Заговорил же о нем, когда стал здоров.
Думаю: отвратительность его в том, что он смесь: трупа и духов; то есть в нем разложение аромата ангельской жизни в трупе буржуазного Запада, если не претензия трупа: притереться ароматом ангельской жизни.
Четыре года в нем разлагался мой социальный импульс; в условиях моего состояния сознания, разумеется, падали все намерения, серии вопросов, свидания; самому Штейнеру, спросившему меня: «Ну, как дела?», я мог лишь ответить с гримасою сокращения лицевых мускулов под приятную улыбку: «Трудности с жилищным отделом». Этим и ограничился в 1921 году пять лет лелеемый и нужный мне всячески разговор.
Думаю: «запах» та же «эсотерическая общественность».

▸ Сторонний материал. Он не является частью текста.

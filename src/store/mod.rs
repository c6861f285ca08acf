//! `PersistentStore` implementations.
//!
//! ## Modules
//!
//! - `records` - Serialized shapes of persisted entities
//! - `memory` - In-memory store
//! - `sqlite` - SQLite store used in production

pub mod memory;
pub mod records;
pub mod sqlite;

pub use memory::MemoryStore;
pub use sqlite::SqliteStore;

Далее мое письмо к мадам Штейнер, пытающееся прилично оформить необходимость мне в этот период стоять вдали от деятелей «А. о.» (пока!); но мадам Штейнер, русская немка, в тридцатилетии своего отрыва от русского языка этот язык, вероятно, забыла, потому что она прочла мое письмо как уход от антропософии и Рудольфа Штейнера; к вороху гадостей присоединяя новую для меня и весьма обидную гадость; что я Штейнеру верен, гарантия моя пятилетняя русская жизнь; в ней я привык быть «верным» в деле, а не в доставании себе удостоверительных писем; неужели мадам Штейнер полагала, что я буду бегать за ней вприпрыжку с удостоверительными, меня унижающими карточками: хамом, лакеем, вставшей на задние лапки собачкою, ждущей наград, я не был; и не собирался сделаться. Такое понимание моего письма — пощечина мне.

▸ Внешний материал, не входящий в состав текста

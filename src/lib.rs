//! Decision and execution core for a file organizer.
//!
//! Files discovered by a scan flow through the decision pipeline (rules,
//! then learned patterns, then a gated classifier prediction) and are then
//! moved, copied, trashed or skipped by the organizer, which keeps every
//! change reversible.
//!
//! ## Modules
//!
//! - `models` - organized files, destinations and suggestions
//! - `rules` - conditions, rule matching and the ordered rule engine
//! - `patterns` - learned patterns, their matcher and the learner
//! - `prediction` - classifier port, outcome window and the prediction gate
//! - `pipeline` - rule > pattern > prediction decision order
//! - `execution` - coordinator, command history, bulk runs and the organizer
//! - `ports` - collaborator traits and their local implementations
//! - `fs` - guarded local file mover
//! - `store` - in-memory and SQLite persistence
//! - `scan` - discovery of candidate files

pub mod config;
pub mod error;
pub mod execution;
pub mod fs;
pub mod logging;
pub mod models;
pub mod patterns;
pub mod pipeline;
pub mod ports;
pub mod prediction;
pub mod rules;
pub mod scan;
pub mod store;
pub mod utils;

pub use config::OrganizerConfig;
pub use error::{CoordinationError, ExecutionError, ModelError, OrganizeError, StoreError};
pub use execution::{BulkOutcome, CancelToken, Organizer};
pub use logging::init_tracing;
pub use models::{Destination, FileStatus, OrganizedFile};
pub use pipeline::{DecisionPipeline, DecisionSummary};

Что я никуда не ушел и уходить не собирался, я доказал своим пребыванием в членах, своей отдачей книг в антропософское издательство по просьбе председателя, Юли, и даже своей статьей в «Ди драй». А бегать за мадам Штейнер с унизительными уверениями в «верности» и «преданности» я не мог; да и не был я в состоянии заниматься такими делами: я был болен.
Тогда новая клевета возводится на меня: я-де написал пасквиль на Рудольфа Штейнера «Доктор Доннер» (тема романа, изображающего католического иезуита, направленная против традиций церковности); клевете верят!
Как эти люди не понимали, что системой клеветы и требованием стать на задние лапки меня, пришедшего к антропософии из бунта, меня, из порыва любви готового в иные минуты преклониться и перед «личностью» Штейнера, призыв «стать на колени» мог только побудить к восклицанию:
«Послушайте, а где хлыст?»
И непроизвольный хлыст моей болезни вино и фокстрот, думается мне, были реакцией не на личные «трагедии», а на «запах», имеющий претензию поставить… на колени… меня!
Сперва вызвать обморок, а потом воспользоваться обморочным состоянием человека для сплетения о нем всяких легенд это уже вонь без аромата или «эсотерическая общественность» в стадии «инквизиции».
Внешне прибавлю, что в период моего берлинского обморока я еще должен был 1) зарабатывать хлеб, 2) вести журнал, 3) написать три тома «Начала века», 4) организовывать отделение «В. ф. а.», 5) организовывать «Дом искусства». Все это проделывал я в сплошном бреду; все это способствовало не выздоровлению, но углублению болезни.